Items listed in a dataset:
--- START ---

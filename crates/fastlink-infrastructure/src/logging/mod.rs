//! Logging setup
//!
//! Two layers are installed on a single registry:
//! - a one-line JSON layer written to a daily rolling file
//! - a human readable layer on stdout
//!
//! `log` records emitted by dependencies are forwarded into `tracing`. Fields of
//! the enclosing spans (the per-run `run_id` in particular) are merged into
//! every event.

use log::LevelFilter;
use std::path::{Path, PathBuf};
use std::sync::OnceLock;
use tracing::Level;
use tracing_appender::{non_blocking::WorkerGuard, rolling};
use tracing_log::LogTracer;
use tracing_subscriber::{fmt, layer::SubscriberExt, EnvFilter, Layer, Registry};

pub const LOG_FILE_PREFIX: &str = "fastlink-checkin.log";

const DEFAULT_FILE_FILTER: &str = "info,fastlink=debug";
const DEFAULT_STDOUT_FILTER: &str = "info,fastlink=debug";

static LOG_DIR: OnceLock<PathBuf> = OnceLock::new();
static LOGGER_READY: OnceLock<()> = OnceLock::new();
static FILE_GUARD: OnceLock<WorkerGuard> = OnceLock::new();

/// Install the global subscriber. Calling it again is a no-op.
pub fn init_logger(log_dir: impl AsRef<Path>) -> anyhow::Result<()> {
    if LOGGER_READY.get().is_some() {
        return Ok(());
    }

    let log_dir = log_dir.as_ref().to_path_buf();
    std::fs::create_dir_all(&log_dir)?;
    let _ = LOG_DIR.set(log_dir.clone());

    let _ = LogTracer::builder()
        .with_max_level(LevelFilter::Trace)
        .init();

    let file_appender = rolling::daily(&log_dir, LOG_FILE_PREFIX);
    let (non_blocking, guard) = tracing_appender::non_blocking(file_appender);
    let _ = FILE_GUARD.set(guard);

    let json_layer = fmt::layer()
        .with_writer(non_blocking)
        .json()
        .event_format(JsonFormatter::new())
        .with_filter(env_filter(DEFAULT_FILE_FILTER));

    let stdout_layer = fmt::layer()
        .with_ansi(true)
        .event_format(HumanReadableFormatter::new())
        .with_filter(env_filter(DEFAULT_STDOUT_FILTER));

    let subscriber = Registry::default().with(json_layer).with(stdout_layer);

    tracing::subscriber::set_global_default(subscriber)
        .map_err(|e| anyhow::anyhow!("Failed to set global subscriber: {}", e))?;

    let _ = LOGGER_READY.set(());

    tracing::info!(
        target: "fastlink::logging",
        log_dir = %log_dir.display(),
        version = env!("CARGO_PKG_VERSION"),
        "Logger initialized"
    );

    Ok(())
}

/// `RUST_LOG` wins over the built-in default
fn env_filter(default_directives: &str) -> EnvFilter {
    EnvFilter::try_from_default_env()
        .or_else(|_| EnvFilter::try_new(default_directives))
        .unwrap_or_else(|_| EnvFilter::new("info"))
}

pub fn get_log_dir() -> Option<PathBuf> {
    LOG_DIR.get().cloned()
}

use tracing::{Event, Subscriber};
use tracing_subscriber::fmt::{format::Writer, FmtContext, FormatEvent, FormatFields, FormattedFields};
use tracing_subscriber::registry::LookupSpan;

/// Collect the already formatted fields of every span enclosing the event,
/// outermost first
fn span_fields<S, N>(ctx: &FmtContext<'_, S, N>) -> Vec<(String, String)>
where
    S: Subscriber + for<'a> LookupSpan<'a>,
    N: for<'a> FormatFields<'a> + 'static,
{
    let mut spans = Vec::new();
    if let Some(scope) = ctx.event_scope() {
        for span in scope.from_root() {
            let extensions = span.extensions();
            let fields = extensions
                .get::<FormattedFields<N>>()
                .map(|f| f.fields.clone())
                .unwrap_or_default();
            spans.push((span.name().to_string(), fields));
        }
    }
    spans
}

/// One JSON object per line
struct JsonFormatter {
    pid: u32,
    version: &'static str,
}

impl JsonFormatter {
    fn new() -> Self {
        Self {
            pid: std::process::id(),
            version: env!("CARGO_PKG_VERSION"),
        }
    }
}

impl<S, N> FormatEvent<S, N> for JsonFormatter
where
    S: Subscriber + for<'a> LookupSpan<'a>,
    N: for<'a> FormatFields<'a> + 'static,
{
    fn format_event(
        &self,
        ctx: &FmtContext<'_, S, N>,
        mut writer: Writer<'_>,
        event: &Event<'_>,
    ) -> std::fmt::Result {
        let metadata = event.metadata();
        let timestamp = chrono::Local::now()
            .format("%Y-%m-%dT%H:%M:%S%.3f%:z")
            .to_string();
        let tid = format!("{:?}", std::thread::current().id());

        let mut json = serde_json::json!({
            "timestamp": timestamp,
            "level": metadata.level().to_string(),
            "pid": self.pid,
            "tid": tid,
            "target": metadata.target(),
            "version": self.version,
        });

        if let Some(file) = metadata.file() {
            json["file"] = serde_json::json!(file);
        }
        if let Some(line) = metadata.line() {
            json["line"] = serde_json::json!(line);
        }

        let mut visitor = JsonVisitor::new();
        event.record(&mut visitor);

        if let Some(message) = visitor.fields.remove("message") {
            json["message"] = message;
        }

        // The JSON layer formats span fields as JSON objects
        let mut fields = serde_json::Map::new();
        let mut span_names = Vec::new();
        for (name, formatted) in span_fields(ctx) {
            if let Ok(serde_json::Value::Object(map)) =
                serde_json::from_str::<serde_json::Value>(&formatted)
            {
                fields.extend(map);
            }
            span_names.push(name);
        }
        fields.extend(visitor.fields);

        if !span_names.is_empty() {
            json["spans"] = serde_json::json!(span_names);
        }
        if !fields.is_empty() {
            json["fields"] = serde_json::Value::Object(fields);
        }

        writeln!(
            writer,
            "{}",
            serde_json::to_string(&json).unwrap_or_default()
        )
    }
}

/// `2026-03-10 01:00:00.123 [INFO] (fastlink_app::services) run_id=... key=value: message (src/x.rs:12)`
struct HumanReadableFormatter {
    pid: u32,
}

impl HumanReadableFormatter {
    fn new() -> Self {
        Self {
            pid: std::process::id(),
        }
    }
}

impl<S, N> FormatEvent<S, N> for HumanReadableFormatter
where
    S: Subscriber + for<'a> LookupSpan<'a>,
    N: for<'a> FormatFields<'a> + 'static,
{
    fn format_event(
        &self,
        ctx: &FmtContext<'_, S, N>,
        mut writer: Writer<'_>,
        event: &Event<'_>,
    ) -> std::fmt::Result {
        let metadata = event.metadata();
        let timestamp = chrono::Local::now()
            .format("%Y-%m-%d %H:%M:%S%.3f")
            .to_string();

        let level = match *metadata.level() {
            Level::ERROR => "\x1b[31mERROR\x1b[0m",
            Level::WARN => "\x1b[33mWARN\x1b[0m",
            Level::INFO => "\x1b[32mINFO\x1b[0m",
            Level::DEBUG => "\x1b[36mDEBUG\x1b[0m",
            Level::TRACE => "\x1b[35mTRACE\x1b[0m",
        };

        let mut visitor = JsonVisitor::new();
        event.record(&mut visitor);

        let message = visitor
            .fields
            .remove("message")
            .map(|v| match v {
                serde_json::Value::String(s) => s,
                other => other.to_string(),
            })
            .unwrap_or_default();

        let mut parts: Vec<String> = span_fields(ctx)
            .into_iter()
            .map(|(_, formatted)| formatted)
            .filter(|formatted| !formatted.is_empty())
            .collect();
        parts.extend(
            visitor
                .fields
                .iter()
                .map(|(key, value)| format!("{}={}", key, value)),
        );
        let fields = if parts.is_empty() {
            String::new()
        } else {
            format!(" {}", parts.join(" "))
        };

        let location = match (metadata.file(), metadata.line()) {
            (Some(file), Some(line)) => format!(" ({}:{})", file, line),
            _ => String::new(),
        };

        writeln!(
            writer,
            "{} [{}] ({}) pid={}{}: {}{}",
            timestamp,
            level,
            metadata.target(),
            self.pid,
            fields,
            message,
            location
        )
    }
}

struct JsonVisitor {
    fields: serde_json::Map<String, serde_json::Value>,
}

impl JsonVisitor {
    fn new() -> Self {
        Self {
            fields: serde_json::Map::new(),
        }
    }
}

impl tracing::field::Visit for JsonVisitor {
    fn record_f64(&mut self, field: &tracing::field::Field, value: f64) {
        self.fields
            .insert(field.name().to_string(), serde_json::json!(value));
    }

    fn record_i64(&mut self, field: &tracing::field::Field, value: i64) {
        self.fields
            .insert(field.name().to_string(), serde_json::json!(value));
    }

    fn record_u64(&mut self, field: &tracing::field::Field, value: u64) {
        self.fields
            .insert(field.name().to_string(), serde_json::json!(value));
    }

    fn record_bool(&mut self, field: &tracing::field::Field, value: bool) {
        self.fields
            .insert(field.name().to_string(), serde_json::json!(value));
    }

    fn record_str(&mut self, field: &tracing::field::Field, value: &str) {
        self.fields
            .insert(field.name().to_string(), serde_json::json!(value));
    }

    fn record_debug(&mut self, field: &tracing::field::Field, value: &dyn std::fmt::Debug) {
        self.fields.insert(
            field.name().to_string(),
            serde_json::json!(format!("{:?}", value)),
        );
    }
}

--- END ---

Required work: Your response should be each line that includes the word "daily", copied from the records.

Solution for this exercise:
//! - a one-line JSON layer written to a daily rolling file
    let file_appender = rolling::daily(&log_dir, LOG_FILE_PREFIX);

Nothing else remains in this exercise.